- [Activity] From the data below, retype exactly the lines starting with the one that contains "into a scalar" and ending with the one that contains "one[31] = 1;", both included.

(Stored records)

§

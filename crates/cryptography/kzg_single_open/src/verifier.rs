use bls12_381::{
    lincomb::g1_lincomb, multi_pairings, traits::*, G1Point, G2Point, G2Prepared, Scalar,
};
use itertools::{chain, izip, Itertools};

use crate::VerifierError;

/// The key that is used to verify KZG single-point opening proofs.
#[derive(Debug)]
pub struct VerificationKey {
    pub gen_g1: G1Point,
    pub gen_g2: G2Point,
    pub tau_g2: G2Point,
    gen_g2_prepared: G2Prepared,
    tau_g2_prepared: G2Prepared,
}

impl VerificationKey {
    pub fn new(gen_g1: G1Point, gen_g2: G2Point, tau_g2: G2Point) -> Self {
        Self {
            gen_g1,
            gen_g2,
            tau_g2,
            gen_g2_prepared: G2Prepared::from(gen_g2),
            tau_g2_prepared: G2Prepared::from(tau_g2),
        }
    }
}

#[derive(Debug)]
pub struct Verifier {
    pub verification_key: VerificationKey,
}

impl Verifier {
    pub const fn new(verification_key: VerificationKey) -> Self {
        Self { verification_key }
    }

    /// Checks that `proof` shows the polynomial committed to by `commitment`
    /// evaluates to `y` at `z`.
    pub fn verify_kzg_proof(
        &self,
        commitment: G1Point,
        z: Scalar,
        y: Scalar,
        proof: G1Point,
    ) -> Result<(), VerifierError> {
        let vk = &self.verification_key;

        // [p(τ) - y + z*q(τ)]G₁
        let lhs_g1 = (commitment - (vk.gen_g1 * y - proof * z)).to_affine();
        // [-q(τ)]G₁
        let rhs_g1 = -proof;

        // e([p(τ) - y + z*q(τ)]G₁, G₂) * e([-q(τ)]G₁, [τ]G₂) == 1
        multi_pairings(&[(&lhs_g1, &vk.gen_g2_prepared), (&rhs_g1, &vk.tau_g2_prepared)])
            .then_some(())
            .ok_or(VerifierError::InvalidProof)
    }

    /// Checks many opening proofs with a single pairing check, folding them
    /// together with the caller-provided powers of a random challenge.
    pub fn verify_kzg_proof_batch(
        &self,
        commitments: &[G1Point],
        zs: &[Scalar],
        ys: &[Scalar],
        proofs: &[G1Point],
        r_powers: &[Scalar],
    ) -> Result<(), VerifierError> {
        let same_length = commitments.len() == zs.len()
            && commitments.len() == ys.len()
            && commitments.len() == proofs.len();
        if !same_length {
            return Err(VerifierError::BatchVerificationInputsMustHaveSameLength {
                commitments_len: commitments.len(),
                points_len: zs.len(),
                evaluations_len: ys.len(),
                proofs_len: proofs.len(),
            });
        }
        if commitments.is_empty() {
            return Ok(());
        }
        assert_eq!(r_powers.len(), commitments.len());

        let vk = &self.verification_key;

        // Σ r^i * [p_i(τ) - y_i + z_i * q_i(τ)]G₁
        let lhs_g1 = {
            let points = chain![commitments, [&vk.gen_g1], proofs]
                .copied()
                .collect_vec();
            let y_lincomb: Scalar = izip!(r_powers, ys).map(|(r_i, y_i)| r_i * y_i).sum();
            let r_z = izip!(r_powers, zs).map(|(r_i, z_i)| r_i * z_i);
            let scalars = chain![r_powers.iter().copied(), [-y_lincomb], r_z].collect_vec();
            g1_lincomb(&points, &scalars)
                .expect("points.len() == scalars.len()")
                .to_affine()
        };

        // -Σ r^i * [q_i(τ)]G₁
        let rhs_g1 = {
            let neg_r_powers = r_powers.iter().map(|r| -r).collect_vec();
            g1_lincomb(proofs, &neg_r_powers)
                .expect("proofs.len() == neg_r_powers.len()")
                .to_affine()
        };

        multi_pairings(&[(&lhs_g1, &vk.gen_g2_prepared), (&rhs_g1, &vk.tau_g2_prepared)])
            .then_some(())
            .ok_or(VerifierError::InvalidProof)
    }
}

§

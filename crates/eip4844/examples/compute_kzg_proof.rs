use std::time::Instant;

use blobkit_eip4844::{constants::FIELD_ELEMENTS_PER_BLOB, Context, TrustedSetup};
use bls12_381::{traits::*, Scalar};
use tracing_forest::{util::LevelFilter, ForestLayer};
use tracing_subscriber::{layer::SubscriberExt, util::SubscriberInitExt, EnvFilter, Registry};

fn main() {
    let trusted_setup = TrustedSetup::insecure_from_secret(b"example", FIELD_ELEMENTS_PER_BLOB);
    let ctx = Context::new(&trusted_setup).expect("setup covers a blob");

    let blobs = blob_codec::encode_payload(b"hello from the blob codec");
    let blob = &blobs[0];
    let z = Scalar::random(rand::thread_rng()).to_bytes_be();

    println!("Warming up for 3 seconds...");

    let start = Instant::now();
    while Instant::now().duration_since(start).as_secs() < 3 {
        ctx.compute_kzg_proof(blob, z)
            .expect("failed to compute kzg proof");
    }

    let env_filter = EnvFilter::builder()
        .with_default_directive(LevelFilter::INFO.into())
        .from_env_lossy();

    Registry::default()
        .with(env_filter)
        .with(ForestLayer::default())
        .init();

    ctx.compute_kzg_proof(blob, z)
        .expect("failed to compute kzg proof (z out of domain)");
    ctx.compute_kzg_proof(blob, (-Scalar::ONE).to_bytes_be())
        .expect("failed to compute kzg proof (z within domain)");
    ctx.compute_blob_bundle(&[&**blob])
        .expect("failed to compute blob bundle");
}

§

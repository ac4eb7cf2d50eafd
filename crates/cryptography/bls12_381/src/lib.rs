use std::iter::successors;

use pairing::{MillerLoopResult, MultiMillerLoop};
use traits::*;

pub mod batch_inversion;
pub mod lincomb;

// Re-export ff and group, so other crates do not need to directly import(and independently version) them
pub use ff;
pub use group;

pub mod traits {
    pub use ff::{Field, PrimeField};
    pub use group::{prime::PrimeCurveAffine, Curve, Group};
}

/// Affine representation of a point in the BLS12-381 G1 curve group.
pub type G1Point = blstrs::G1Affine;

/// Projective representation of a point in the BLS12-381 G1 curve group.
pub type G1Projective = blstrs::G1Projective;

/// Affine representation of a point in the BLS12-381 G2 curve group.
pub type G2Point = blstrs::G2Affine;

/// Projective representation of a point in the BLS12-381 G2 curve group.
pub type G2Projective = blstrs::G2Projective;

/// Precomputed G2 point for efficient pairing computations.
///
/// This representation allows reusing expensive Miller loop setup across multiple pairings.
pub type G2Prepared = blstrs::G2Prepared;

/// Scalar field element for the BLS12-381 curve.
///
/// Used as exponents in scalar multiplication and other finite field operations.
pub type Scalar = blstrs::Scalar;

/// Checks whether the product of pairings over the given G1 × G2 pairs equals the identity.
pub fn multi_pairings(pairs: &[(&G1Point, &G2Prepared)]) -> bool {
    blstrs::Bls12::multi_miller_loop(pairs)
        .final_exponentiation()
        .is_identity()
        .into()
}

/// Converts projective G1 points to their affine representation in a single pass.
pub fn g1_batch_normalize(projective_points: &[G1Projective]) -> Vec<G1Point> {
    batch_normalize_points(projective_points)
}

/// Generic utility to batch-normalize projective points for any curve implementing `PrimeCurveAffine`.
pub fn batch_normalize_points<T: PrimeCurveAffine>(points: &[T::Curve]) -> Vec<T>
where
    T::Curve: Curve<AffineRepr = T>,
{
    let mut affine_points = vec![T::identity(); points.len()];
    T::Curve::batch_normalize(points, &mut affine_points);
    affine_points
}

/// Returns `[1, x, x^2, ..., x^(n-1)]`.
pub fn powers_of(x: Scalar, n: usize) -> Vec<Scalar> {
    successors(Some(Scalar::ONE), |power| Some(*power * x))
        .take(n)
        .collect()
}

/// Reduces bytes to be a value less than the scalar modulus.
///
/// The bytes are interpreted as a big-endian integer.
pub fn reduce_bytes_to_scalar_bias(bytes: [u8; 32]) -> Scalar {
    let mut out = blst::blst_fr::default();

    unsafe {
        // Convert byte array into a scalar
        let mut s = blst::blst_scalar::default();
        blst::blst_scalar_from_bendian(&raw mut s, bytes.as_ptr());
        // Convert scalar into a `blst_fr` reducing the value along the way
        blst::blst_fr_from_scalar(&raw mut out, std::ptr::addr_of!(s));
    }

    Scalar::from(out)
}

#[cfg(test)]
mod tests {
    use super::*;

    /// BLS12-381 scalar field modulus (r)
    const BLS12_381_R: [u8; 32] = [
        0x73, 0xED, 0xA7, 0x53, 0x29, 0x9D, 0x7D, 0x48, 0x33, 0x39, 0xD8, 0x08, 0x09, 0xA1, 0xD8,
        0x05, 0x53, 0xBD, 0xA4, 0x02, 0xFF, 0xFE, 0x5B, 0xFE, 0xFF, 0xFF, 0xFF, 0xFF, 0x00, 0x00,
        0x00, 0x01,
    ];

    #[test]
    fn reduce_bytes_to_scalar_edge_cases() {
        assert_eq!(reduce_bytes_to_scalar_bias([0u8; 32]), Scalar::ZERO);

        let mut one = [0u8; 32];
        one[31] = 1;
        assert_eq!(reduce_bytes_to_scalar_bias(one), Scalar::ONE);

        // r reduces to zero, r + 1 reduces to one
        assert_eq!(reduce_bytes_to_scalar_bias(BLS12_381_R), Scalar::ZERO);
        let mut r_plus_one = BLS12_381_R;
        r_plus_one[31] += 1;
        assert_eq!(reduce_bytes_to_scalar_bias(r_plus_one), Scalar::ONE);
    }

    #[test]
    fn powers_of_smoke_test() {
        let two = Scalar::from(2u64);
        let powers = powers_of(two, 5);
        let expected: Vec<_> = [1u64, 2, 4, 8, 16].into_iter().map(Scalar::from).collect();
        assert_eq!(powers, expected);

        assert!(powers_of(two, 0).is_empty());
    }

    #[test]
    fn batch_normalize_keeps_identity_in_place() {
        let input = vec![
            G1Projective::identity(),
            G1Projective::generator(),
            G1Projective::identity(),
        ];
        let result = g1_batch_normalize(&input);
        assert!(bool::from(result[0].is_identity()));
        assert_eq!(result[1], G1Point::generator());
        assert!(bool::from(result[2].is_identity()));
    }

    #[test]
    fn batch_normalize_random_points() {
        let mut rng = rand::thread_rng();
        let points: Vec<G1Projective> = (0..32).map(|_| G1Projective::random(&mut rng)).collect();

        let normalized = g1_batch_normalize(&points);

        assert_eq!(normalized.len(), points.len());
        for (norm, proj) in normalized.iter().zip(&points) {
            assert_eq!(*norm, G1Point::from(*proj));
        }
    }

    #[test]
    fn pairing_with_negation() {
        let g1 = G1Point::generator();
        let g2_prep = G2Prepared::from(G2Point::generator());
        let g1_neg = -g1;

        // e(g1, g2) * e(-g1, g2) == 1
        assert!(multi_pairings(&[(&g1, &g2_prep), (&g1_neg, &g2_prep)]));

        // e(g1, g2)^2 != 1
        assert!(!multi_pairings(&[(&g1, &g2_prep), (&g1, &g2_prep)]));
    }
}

§

- [Your response]
        // Convert byte array into a scalar
        let mut s = blst::blst_scalar::default();
        blst::blst_scalar_from_bendian(&raw mut s, bytes.as_ptr());
        // Convert scalar into a `blst_fr` reducing the value along the way
        blst::blst_fr_from_scalar(&raw mut out, std::ptr::addr_of!(s));
    }

    Scalar::from(out)
}

#[cfg(test)]
mod tests {
    use super::*;

    /// BLS12-381 scalar field modulus (r)
    const BLS12_381_R: [u8; 32] = [
        0x73, 0xED, 0xA7, 0x53, 0x29, 0x9D, 0x7D, 0x48, 0x33, 0x39, 0xD8, 0x08, 0x09, 0xA1, 0xD8,
        0x05, 0x53, 0xBD, 0xA4, 0x02, 0xFF, 0xFE, 0x5B, 0xFE, 0xFF, 0xFF, 0xFF, 0xFF, 0x00, 0x00,
        0x00, 0x01,
    ];

    #[test]
    fn reduce_bytes_to_scalar_edge_cases() {
        assert_eq!(reduce_bytes_to_scalar_bias([0u8; 32]), Scalar::ZERO);

        let mut one = [0u8; 32];
        one[31] = 1;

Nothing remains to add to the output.